■ Dataset records ■
══════

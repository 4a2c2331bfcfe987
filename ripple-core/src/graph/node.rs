//! Graph Nodes
//!
//! This module defines the node records that live in the dependency graph.
//! Every signal, memo and effect owns exactly one node; the node carries the
//! edges and dirty state, while the value itself stays in the primitive.

use std::fmt;
use std::sync::atomic::{AtomicU64, Ordering};

use indexmap::IndexSet;
use serde::Serialize;

/// Unique identifier for a node in the dependency graph.
#[derive(Debug, Clone, Copy, PartialEq, Eq, Hash, PartialOrd, Ord, Serialize)]
#[serde(transparent)]
pub struct NodeId(u64);

impl NodeId {
    /// Generate a new unique node ID.
    pub fn new() -> Self {
        static COUNTER: AtomicU64 = AtomicU64::new(0);
        Self(COUNTER.fetch_add(1, Ordering::Relaxed))
    }

    /// Get the raw ID value.
    pub fn raw(&self) -> u64 {
        self.0
    }
}

impl Default for NodeId {
    fn default() -> Self {
        Self::new()
    }
}

impl From<u64> for NodeId {
    fn from(id: u64) -> Self {
        Self(id)
    }
}

impl fmt::Display for NodeId {
    fn fmt(&self, f: &mut fmt::Formatter<'_>) -> fmt::Result {
        write!(f, "#{}", self.0)
    }
}

/// The kind of node in the dependency graph.
#[derive(Debug, Clone, Copy, PartialEq, Eq, Serialize)]
#[serde(rename_all = "lowercase")]
pub enum NodeKind {
    /// A source node (signal). These are the roots of the graph.
    /// They have no dependencies, only dependents.
    Source,

    /// A derived node (memo). These have dependencies and may have dependents.
    /// They cache their computed value.
    Derived,

    /// An effect node. These are leaves of the graph.
    /// They have dependencies but no dependents (they produce side effects, not values).
    Effect,
}

/// Dirty state of a node.
#[derive(Debug, Clone, Copy, PartialEq, Eq, Serialize)]
#[serde(rename_all = "snake_case")]
pub enum NodeState {
    /// The node's value is up-to-date.
    Clean,

    /// The node might need to recompute. One of its upstream memos was
    /// invalidated, but we have not yet verified that its value changed.
    MaybeDirty,

    /// The node definitely needs to recompute. A direct input changed.
    Dirty,
}

/// A node in the dependency graph.
///
/// Edge sets are insertion-ordered so that propagation visits dependents in
/// the order they subscribed.
#[derive(Debug)]
pub struct Node {
    id: NodeId,
    kind: NodeKind,
    state: NodeState,
    label: Option<String>,

    /// Nodes that this node reads from.
    dependencies: IndexSet<NodeId>,

    /// Nodes that read from this node.
    dependents: IndexSet<NodeId>,
}

impl Node {
    /// Create a new node with the given kind.
    pub fn new(kind: NodeKind) -> Self {
        Self::with_id(NodeId::new(), kind)
    }

    /// Create a node for an ID allocated elsewhere.
    pub fn with_id(id: NodeId, kind: NodeKind) -> Self {
        Self {
            id,
            kind,
            state: match kind {
                NodeKind::Source => NodeState::Clean,
                // Start dirty to ensure first computation
                NodeKind::Derived | NodeKind::Effect => NodeState::Dirty,
            },
            label: None,
            dependencies: IndexSet::new(),
            dependents: IndexSet::new(),
        }
    }

    /// Create a new source (signal) node.
    pub fn source() -> Self {
        Self::new(NodeKind::Source)
    }

    /// Create a new derived (memo) node.
    pub fn derived() -> Self {
        Self::new(NodeKind::Derived)
    }

    /// Create a new effect node.
    pub fn effect() -> Self {
        Self::new(NodeKind::Effect)
    }

    pub fn id(&self) -> NodeId {
        self.id
    }

    pub fn kind(&self) -> NodeKind {
        self.kind
    }

    pub fn state(&self) -> NodeState {
        self.state
    }

    pub fn label(&self) -> Option<&str> {
        self.label.as_deref()
    }

    pub fn set_label(&mut self, label: impl Into<String>) {
        self.label = Some(label.into());
    }

    pub fn is_clean(&self) -> bool {
        self.state == NodeState::Clean
    }

    pub fn mark_clean(&mut self) {
        self.state = NodeState::Clean;
    }

    /// Mark the node as maybe dirty. Never downgrades a dirty node.
    pub fn mark_maybe_dirty(&mut self) {
        if self.state == NodeState::Clean {
            self.state = NodeState::MaybeDirty;
        }
    }

    pub fn mark_dirty(&mut self) {
        self.state = NodeState::Dirty;
    }

    pub fn add_dependency(&mut self, node_id: NodeId) -> bool {
        self.dependencies.insert(node_id)
    }

    pub fn remove_dependency(&mut self, node_id: NodeId) {
        self.dependencies.shift_remove(&node_id);
    }

    pub fn dependencies(&self) -> &IndexSet<NodeId> {
        &self.dependencies
    }

    /// Take the dependency set, leaving it empty.
    pub fn take_dependencies(&mut self) -> IndexSet<NodeId> {
        std::mem::take(&mut self.dependencies)
    }

    pub fn add_dependent(&mut self, node_id: NodeId) -> bool {
        self.dependents.insert(node_id)
    }

    pub fn remove_dependent(&mut self, node_id: NodeId) {
        self.dependents.shift_remove(&node_id);
    }

    pub fn dependents(&self) -> &IndexSet<NodeId> {
        &self.dependents
    }
}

══════

■ Task goal ■
Could you restate all of the lines above without altering a single word?

■ Response to the task ■
repository 4a2c2331bfcfe987
filename ripple-core/src/graph/node.rs
//! Graph Nodes
//!
//! This module defines the node records that live in the dependency graph.
//! Every signal, memo and effect owns exactly one node; the node carries the
//! edges and dirty state, while the value itself stays in the primitive.

use std::fmt;
use std::sync::atomic::{AtomicU64, Ordering};

use indexmap::IndexSet;
use serde::Serialize;

/// Unique identifier for a node in the dependency graph.
#[derive(Debug, Clone, Copy, PartialEq, Eq, Hash, PartialOrd, Ord, Serialize)]
#[serde(transparent)]
pub struct NodeId(u64);

impl NodeId {
    /// Generate a new unique node ID.
    pub fn new() -> Self {
        static COUNTER: AtomicU64 = AtomicU64::new(0);
        Self(COUNTER.fetch_add(1, Ordering::Relaxed))
    }

    /// Get the raw ID value.
    pub fn raw(&self) -> u64 {
        self.0
    }
}

impl Default for NodeId {
    fn default() -> Self {
        Self::new()
    }
}

impl From<u64> for NodeId {
    fn from(id: u64) -> Self {
        Self(id)
    }
}

impl fmt::Display for NodeId {
    fn fmt(&self, f: &mut fmt::Formatter<'_>) -> fmt::Result {
        write!(f, "#{}", self.0)
    }
}

/// The kind of node in the dependency graph.
#[derive(Debug, Clone, Copy, PartialEq, Eq, Serialize)]
#[serde(rename_all = "lowercase")]
pub enum NodeKind {
    /// A source node (signal). These are the roots of the graph.
    /// They have no dependencies, only dependents.
    Source,

    /// A derived node (memo). These have dependencies and may have dependents.
    /// They cache their computed value.
    Derived,

    /// An effect node. These are leaves of the graph.
    /// They have dependencies but no dependents (they produce side effects, not values).
    Effect,
}

/// Dirty state of a node.
#[derive(Debug, Clone, Copy, PartialEq, Eq, Serialize)]
#[serde(rename_all = "snake_case")]
pub enum NodeState {
    /// The node's value is up-to-date.
    Clean,

    /// The node might need to recompute. One of its upstream memos was
    /// invalidated, but we have not yet verified that its value changed.
    MaybeDirty,

    /// The node definitely needs to recompute. A direct input changed.
    Dirty,
}

/// A node in the dependency graph.
///
/// Edge sets are insertion-ordered so that propagation visits dependents in
/// the order they subscribed.
#[derive(Debug)]
pub struct Node {
    id: NodeId,
    kind: NodeKind,
    state: NodeState,
    label: Option<String>,

    /// Nodes that this node reads from.
    dependencies: IndexSet<NodeId>,

    /// Nodes that read from this node.
    dependents: IndexSet<NodeId>,
}

impl Node {
    /// Create a new node with the given kind.
    pub fn new(kind: NodeKind) -> Self {
        Self::with_id(NodeId::new(), kind)
    }

    /// Create a node for an ID allocated elsewhere.
    pub fn with_id(id: NodeId, kind: NodeKind) -> Self {
        Self {
            id,
            kind,
            state: match kind {
                NodeKind::Source => NodeState::Clean,
                // Start dirty to ensure first computation
                NodeKind::Derived | NodeKind::Effect => NodeState::Dirty,
            },
            label: None,
            dependencies: IndexSet::new(),
            dependents: IndexSet::new(),
        }
    }

    /// Create a new source (signal) node.
    pub fn source() -> Self {
        Self::new(NodeKind::Source)
    }

    /// Create a new derived (memo) node.
    pub fn derived() -> Self {
        Self::new(NodeKind::Derived)
    }

    /// Create a new effect node.
    pub fn effect() -> Self {
        Self::new(NodeKind::Effect)
    }

    pub fn id(&self) -> NodeId {
        self.id
    }

    pub fn kind(&self) -> NodeKind {
        self.kind
    }

    pub fn state(&self) -> NodeState {
        self.state
    }

    pub fn label(&self) -> Option<&str> {
        self.label.as_deref()
    }

    pub fn set_label(&mut self, label: impl Into<String>) {
        self.label = Some(label.into());
    }

    pub fn is_clean(&self) -> bool {
        self.state == NodeState::Clean
    }

    pub fn mark_clean(&mut self) {
        self.state = NodeState::Clean;
    }

    /// Mark the node as maybe dirty. Never downgrades a dirty node.
    pub fn mark_maybe_dirty(&mut self) {
        if self.state == NodeState::Clean {
            self.state = NodeState::MaybeDirty;
        }
    }

    pub fn mark_dirty(&mut self) {
        self.state = NodeState::Dirty;
    }

    pub fn add_dependency(&mut self, node_id: NodeId) -> bool {
        self.dependencies.insert(node_id)
    }

    pub fn remove_dependency(&mut self, node_id: NodeId) {
        self.dependencies.shift_remove(&node_id);
    }

    pub fn dependencies(&self) -> &IndexSet<NodeId> {
        &self.dependencies
    }

    /// Take the dependency set, leaving it empty.
    pub fn take_dependencies(&mut self) -> IndexSet<NodeId> {
        std::mem::take(&mut self.dependencies)
    }

    pub fn add_dependent(&mut self, node_id: NodeId) -> bool {
        self.dependents.insert(node_id)
    }

    pub fn remove_dependent(&mut self, node_id: NodeId) {
        self.dependents.shift_remove(&node_id);
    }

    pub fn dependents(&self) -> &IndexSet<NodeId> {
        &self.dependents
    }
}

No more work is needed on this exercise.